§ Task to carry out:
Taking the records line by line, how many lines contain the word "anything"? Answer with the number only.

Records excerpted from a collection

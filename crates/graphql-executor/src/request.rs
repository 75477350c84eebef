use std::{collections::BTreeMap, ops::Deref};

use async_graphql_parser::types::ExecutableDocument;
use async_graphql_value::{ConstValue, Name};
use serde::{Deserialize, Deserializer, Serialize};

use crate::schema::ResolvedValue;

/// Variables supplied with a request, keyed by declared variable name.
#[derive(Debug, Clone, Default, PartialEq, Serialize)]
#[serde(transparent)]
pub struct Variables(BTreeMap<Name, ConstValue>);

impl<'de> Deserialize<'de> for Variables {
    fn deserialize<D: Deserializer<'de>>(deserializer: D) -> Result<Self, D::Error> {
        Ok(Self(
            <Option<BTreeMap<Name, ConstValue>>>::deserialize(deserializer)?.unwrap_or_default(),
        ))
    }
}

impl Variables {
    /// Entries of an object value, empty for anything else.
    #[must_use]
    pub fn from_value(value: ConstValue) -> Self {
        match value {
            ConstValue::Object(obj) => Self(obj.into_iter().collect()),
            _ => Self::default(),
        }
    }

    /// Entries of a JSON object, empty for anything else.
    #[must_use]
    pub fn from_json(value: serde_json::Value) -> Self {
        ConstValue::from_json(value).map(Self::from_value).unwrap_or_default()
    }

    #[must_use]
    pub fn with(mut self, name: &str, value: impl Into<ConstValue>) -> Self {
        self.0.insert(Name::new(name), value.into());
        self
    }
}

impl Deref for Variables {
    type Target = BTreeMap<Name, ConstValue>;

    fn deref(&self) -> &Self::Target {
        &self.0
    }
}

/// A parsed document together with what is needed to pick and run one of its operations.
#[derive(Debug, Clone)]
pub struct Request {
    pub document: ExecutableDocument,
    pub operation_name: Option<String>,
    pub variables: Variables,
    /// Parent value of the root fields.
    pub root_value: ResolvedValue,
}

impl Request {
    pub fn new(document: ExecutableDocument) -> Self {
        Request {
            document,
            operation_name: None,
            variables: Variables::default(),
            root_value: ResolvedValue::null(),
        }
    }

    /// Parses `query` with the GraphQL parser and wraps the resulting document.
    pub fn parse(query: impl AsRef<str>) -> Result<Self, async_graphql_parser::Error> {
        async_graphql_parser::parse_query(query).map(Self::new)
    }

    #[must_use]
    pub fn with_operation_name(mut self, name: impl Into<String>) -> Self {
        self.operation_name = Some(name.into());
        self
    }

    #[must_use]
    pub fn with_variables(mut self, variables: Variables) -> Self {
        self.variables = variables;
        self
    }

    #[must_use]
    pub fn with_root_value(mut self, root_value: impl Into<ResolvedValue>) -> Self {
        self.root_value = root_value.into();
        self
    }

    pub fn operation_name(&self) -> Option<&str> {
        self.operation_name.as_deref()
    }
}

§ Expected answer:
2